Keduanya terkejut, termasuk si adik kecil di bawah sana yang semakin menggeliat meminta di lepaskan. Aliana hendak menarik wajahnya menjauh, tapi lebih dulu Devario memagut bibirnya dan melumatnya penuh napsu. Semakin membuat Aliana terkejut dan tidak tahu harus melakukan apa, sampai di detik selanjutnya, Devario melembutkan ciumannya dan Aliana mulai terbuai meskipun tetap tidak membalasnya. Tapi Devario tahu bahwa gadis itu menikmatinya, terbukti dari mata Aliana yang terpejam dan jemarinya meremas kuat selimut yang menutupi sebagian tubuhnya.

“Bagaimana, apa kamu menyukinya, Baby?” tanya Devario begitu melepaskan ciumannya. Aliana yang masih terengah dan merusaha mengambil napas menatap Devario dengan tatapan yang rumit. Aliana tidak mengerti dengan apa yang baru saja di lakukan daddy-nya.

“Daddy ….”

“Maaf sayang, tapi Daddy tidak bisa menahannya,” ucap Devario dengan mata yang sudah di penuhi dengan kabut gairah. Devario kembali meyambar bibir sedikit tebal itu dan melumatnya perlahan juga lembut dan kali ini Aliana berusaha untuk membalasnya meskipun masih tidak mengerti maksud dari ini semua. Aliana masih di landa bingung, tapi tidak ingin melewatkan ciuman daddy-nya yang terasa nikmat dan jujur saja Aliana baru pertama kali ini berciuman.

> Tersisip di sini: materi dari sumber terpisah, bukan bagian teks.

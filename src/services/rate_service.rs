//! Current-rate access: TTL cache, single-flight acquisition through the
//! source chain, fallback substitution, manual overrides and conversions.

use chrono::{Duration as ChronoDuration, Utc};
use moka::future::Cache;
use rust_decimal::Decimal;
use rust_decimal_macros::dec;
use serde::Serialize;
use std::future::Future;
use std::str::FromStr;
use std::sync::Arc;
use std::time::Duration;
use tokio::sync::{watch, Mutex};

use crate::entities::exchange_rates;
use crate::error::Error;
use crate::services::alert_engine::AlertEngine;
use crate::services::rate_store::{CommitRate, RateStore};
use crate::sources::{SourceChain, SourceId};

/// Cache TTL; also the freshness bound for serving a persisted rate without
/// re-fetching.
pub const CACHE_TTL: Duration = Duration::from_secs(3600);

/// Conservative constant served when every upstream source fails.
pub const FALLBACK_RATE: Decimal = dec!(38.0);

/// Manual rates below this are rejected outright.
pub const MIN_SANE_RATE: Decimal = dec!(1.0);

/// Manual rates above this are stored but logged as suspicious.
pub const MAX_SANE_RATE: Decimal = dec!(1000.0);

const CACHE_KEY: &str = "usd_ves:current";

/// The shape every consumer of "the current rate" sees.
#[derive(Debug, Clone, Serialize)]
pub struct RateView {
    pub usd_to_ves: Decimal,
    pub last_updated: chrono::DateTime<chrono::FixedOffset>,
    pub source: String,
    pub change_percentage: Option<Decimal>,
}

impl From<&exchange_rates::Model> for RateView {
    fn from(record: &exchange_rates::Model) -> Self {
        Self {
            usd_to_ves: record.usd_to_ves,
            last_updated: record.timestamp,
            source: record.source.clone(),
            change_percentage: record.change_percentage,
        }
    }
}

#[derive(Debug, Clone, Copy, PartialEq, Eq)]
pub enum Currency {
    Usd,
    Ves,
}

impl Currency {
    pub fn as_str(&self) -> &'static str {
        match self {
            Currency::Usd => "USD",
            Currency::Ves => "VES",
        }
    }
}

impl FromStr for Currency {
    type Err = Error;

    fn from_str(s: &str) -> Result<Self, Self::Err> {
        match s.to_ascii_uppercase().as_str() {
            "USD" => Ok(Currency::Usd),
            "VES" => Ok(Currency::Ves),
            other => Err(Error::Validation(format!(
                "unsupported currency '{}', expected USD or VES",
                other
            ))),
        }
    }
}

/// Convert between USD and VES at the given rate, rounded to 2 decimal
/// places. Same-currency pairs are rejected upstream.
pub fn convert(amount: Decimal, from: Currency, to: Currency, rate: Decimal) -> Decimal {
    let converted = match (from, to) {
        (Currency::Usd, Currency::Ves) => amount * rate,
        (Currency::Ves, Currency::Usd) => amount / rate,
        _ => amount,
    };
    converted.round_dp(2)
}

pub fn validate_manual_rate(rate: Decimal) -> Result<(), Error> {
    if rate <= Decimal::ZERO {
        return Err(Error::Validation("rate must be a positive number".into()));
    }
    if rate < MIN_SANE_RATE {
        return Err(Error::Validation(format!(
            "manual rate {} is below the sanity floor of {} VES per USD",
            rate, MIN_SANE_RATE
        )));
    }
    Ok(())
}

pub fn is_suspicious_manual_rate(rate: Decimal) -> bool {
    rate > MAX_SANE_RATE
}

/// Result of a conversion, echoing the rate actually used.
#[derive(Debug, Clone, Serialize)]
pub struct ConversionOutcome {
    pub original_amount: Decimal,
    pub converted_amount: Decimal,
    pub from_currency: &'static str,
    pub to_currency: &'static str,
    pub exchange_rate: Decimal,
    pub rate_source: String,
}

/// Min/max/avg over the recent successful history.
#[derive(Debug, Clone, Serialize)]
pub struct RateStats {
    pub current: Option<RateView>,
    pub window_days: i64,
    pub sample_count: usize,
    pub min_rate: Option<Decimal>,
    pub max_rate: Option<Decimal>,
    pub avg_rate: Option<Decimal>,
}

pub(crate) fn summarize_rates(rates: &[Decimal]) -> (Option<Decimal>, Option<Decimal>, Option<Decimal>) {
    if rates.is_empty() {
        return (None, None, None);
    }
    let min = rates.iter().min().copied();
    let max = rates.iter().max().copied();
    let sum: Decimal = rates.iter().sum();
    let avg = Some((sum / Decimal::from(rates.len() as i64)).round_dp(6));
    (min, max, avg)
}

/// Coalesces concurrent acquisitions: one fetch per miss window, every
/// waiter sees its result. The fetch runs in its own task and waiters watch
/// for the outcome, so a caller that disconnects mid-flight cannot abort
/// work other callers are waiting on.
pub(crate) struct SingleFlight<T> {
    slot: Mutex<Option<watch::Receiver<Option<Result<T, Error>>>>>,
}

impl<T: Clone + Send + Sync + 'static> SingleFlight<T> {
    pub(crate) fn new() -> Self {
        Self {
            slot: Mutex::new(None),
        }
    }

    /// Join the in-flight fetch if one is still pending, otherwise start a
    /// new one from `start`. Errors are shared with the flight's waiters but
    /// never cached beyond it.
    pub(crate) async fn run<F, Fut>(&self, start: F) -> Result<T, Error>
    where
        F: FnOnce() -> Fut,
        Fut: Future<Output = Result<T, Error>> + Send + 'static,
    {
        let mut rx = {
            let mut slot = self.slot.lock().await;
            let pending = slot
                .as_ref()
                .filter(|rx| rx.borrow().is_none())
                .cloned();
            match pending {
                Some(rx) => rx,
                None => {
                    let (tx, rx) = watch::channel(None);
                    *slot = Some(rx.clone());
                    let fut = start();
                    tokio::spawn(async move {
                        let _ = tx.send(Some(fut.await));
                    });
                    rx
                }
            }
        };

        loop {
            {
                let value = rx.borrow_and_update();
                if let Some(result) = value.as_ref() {
                    return result.clone();
                }
            }
            rx.changed().await.map_err(|_| {
                Error::Database("rate acquisition task ended without a result".into())
            })?;
        }
    }
}

#[derive(Clone)]
pub struct RateService {
    store: RateStore,
    alerts: AlertEngine,
    chain: Arc<SourceChain>,
    cache: Cache<&'static str, RateView>,
    flight: Arc<SingleFlight<RateView>>,
}

impl RateService {
    pub fn new(store: RateStore, alerts: AlertEngine, chain: Arc<SourceChain>) -> Self {
        let cache = Cache::builder()
            .max_capacity(1)
            .time_to_live(CACHE_TTL)
            .build();

        Self {
            store,
            alerts,
            chain,
            cache,
            flight: Arc::new(SingleFlight::new()),
        }
    }

    /// The current USD→VES rate.
    ///
    /// Unforced calls read through the cache; concurrent cache misses
    /// coalesce into a single acquisition (all callers observe the same
    /// result and timestamp), and the acquisition is detached from any one
    /// requester: a dropped request leaves the fetch running for the rest.
    /// Forced calls always hit the source chain and repopulate the cache.
    pub async fn get_current(&self, force_fetch: bool) -> Result<RateView, Error> {
        if force_fetch {
            let view = self.acquire_and_store().await?;
            self.cache.insert(CACHE_KEY, view.clone()).await;
            return Ok(view);
        }

        if let Some(view) = self.cache.get(&CACHE_KEY).await {
            return Ok(view);
        }

        let service = self.clone();
        self.flight
            .run(move || async move {
                let view = service.load().await?;
                service.cache.insert(CACHE_KEY, view.clone()).await;
                Ok(view)
            })
            .await
    }

    /// Cache-miss path: a fresh-enough persisted rate wins over a new fetch.
    async fn load(&self) -> Result<RateView, Error> {
        if let Some(record) = self.store.current_active().await? {
            let age = Utc::now().signed_duration_since(record.timestamp);
            if age < ChronoDuration::hours(1) {
                tracing::debug!(
                    "Serving persisted rate from {} ({}s old)",
                    record.source,
                    age.num_seconds()
                );
                return Ok(RateView::from(&record));
            }
        }

        self.acquire_and_store().await
    }

    /// Run the source chain, substitute the fallback on exhaustion, commit
    /// the outcome and evaluate alerts.
    async fn acquire_and_store(&self) -> Result<RateView, Error> {
        let outcome = self.chain.fetch_first().await;
        let error_message = outcome.error_message();

        let commit = match outcome.rate {
            Some((rate, source)) => CommitRate {
                rate,
                source,
                fetch_success: true,
                error_message,
            },
            None => {
                tracing::warn!(
                    "All exchange rate sources failed, using fallback rate {}",
                    FALLBACK_RATE
                );
                CommitRate {
                    rate: FALLBACK_RATE,
                    source: SourceId::Fallback,
                    fetch_success: false,
                    error_message,
                }
            }
        };

        let record = self.store.commit(commit).await?;
        self.alerts.run(&record).await;
        Ok(RateView::from(&record))
    }

    /// Administrative override. Floor violations are hard errors; ceiling
    /// violations are stored but logged. The cache is invalidated so the new
    /// rate is visible to the very next caller.
    pub async fn set_manual_rate(
        &self,
        rate: Decimal,
        actor: Option<&str>,
    ) -> Result<RateView, Error> {
        validate_manual_rate(rate)?;
        if is_suspicious_manual_rate(rate) {
            tracing::warn!(
                "Manual rate {} exceeds the sanity ceiling of {}, storing anyway",
                rate,
                MAX_SANE_RATE
            );
        }

        let record = self
            .store
            .commit(CommitRate {
                rate,
                source: SourceId::Manual,
                fetch_success: true,
                error_message: None,
            })
            .await?;
        self.alerts.run(&record).await;

        self.cache.invalidate(&CACHE_KEY).await;
        let view = RateView::from(&record);
        self.cache.insert(CACHE_KEY, view.clone()).await;

        tracing::info!(
            "Manual exchange rate set to {} VES per USD by {}",
            rate,
            actor.unwrap_or("unknown")
        );
        Ok(view)
    }

    /// Convert between USD and VES, optionally at a caller-provided rate.
    pub async fn convert_amount(
        &self,
        amount: Decimal,
        from: &str,
        to: &str,
        rate_override: Option<Decimal>,
    ) -> Result<ConversionOutcome, Error> {
        let from: Currency = from.parse()?;
        let to: Currency = to.parse()?;
        if from == to {
            return Err(Error::Validation(
                "from_currency and to_currency must differ".into(),
            ));
        }
        if amount < Decimal::ZERO {
            return Err(Error::Validation("amount must not be negative".into()));
        }

        let (rate, rate_source) = match rate_override {
            Some(rate) => {
                if rate <= Decimal::ZERO {
                    return Err(Error::Validation("rate must be a positive number".into()));
                }
                (rate, "custom".to_owned())
            }
            None => {
                let view = self.get_current(false).await?;
                (view.usd_to_ves, view.source)
            }
        };

        Ok(ConversionOutcome {
            original_amount: amount,
            converted_amount: convert(amount, from, to, rate),
            from_currency: from.as_str(),
            to_currency: to.as_str(),
            exchange_rate: rate,
            rate_source,
        })
    }

    /// 7-day summary of successful fetches plus the current view.
    pub async fn stats(&self) -> Result<RateStats, Error> {
        const WINDOW_DAYS: i64 = 7;
        let since = (Utc::now() - ChronoDuration::days(WINDOW_DAYS)).into();
        let records = self.store.successful_since(since).await?;
        let rates: Vec<Decimal> = records.iter().map(|r| r.usd_to_ves).collect();
        let (min_rate, max_rate, avg_rate) = summarize_rates(&rates);

        let current = self
            .store
            .current_active()
            .await?
            .as_ref()
            .map(RateView::from);

        Ok(RateStats {
            current,
            window_days: WINDOW_DAYS,
            sample_count: rates.len(),
            min_rate,
            max_rate,
            avg_rate,
        })
    }

    pub fn store(&self) -> &RateStore {
        &self.store
    }
}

“Eunghh.” Lenguh Aliana tanpa sadar. Dan ya, lenguhan itulah yang ingin Devario dengar. Laki-laki itu semakin semangat mencium Aliana bahkan tangannya kini tidak lagi tinggal diam di punggung dan tengkung telanjang putrinya.

Sadar bahwa Aliana hampir kehabisan napas, Devario menurunkan ciumannya, beralih pada leher jenjang gadis itu dan tangannya semakin nakal naik ke dada Aliana, meremasnya lembut, membuat Aliana kembali mengeluarkan lenguhannya yang terdengar begitu seksi.  Bukan hanya Devario yang sudah tersulut api gairah, Aliana pun sudah di tutupi kabut gairahnya, hingga gadis itu tidak lagi memedulikan siapa yang tengah mencumbuinya.  Ini terlalu nikmat, dan Aliana merasa dirinya melayang.

“Daddy, stop, aku mau pipis,” ucap lirih Aliana berbisik di depan telinga Devario yang tengah asyik meciumi leher dan meremas dada halus nan kenyal Aliana.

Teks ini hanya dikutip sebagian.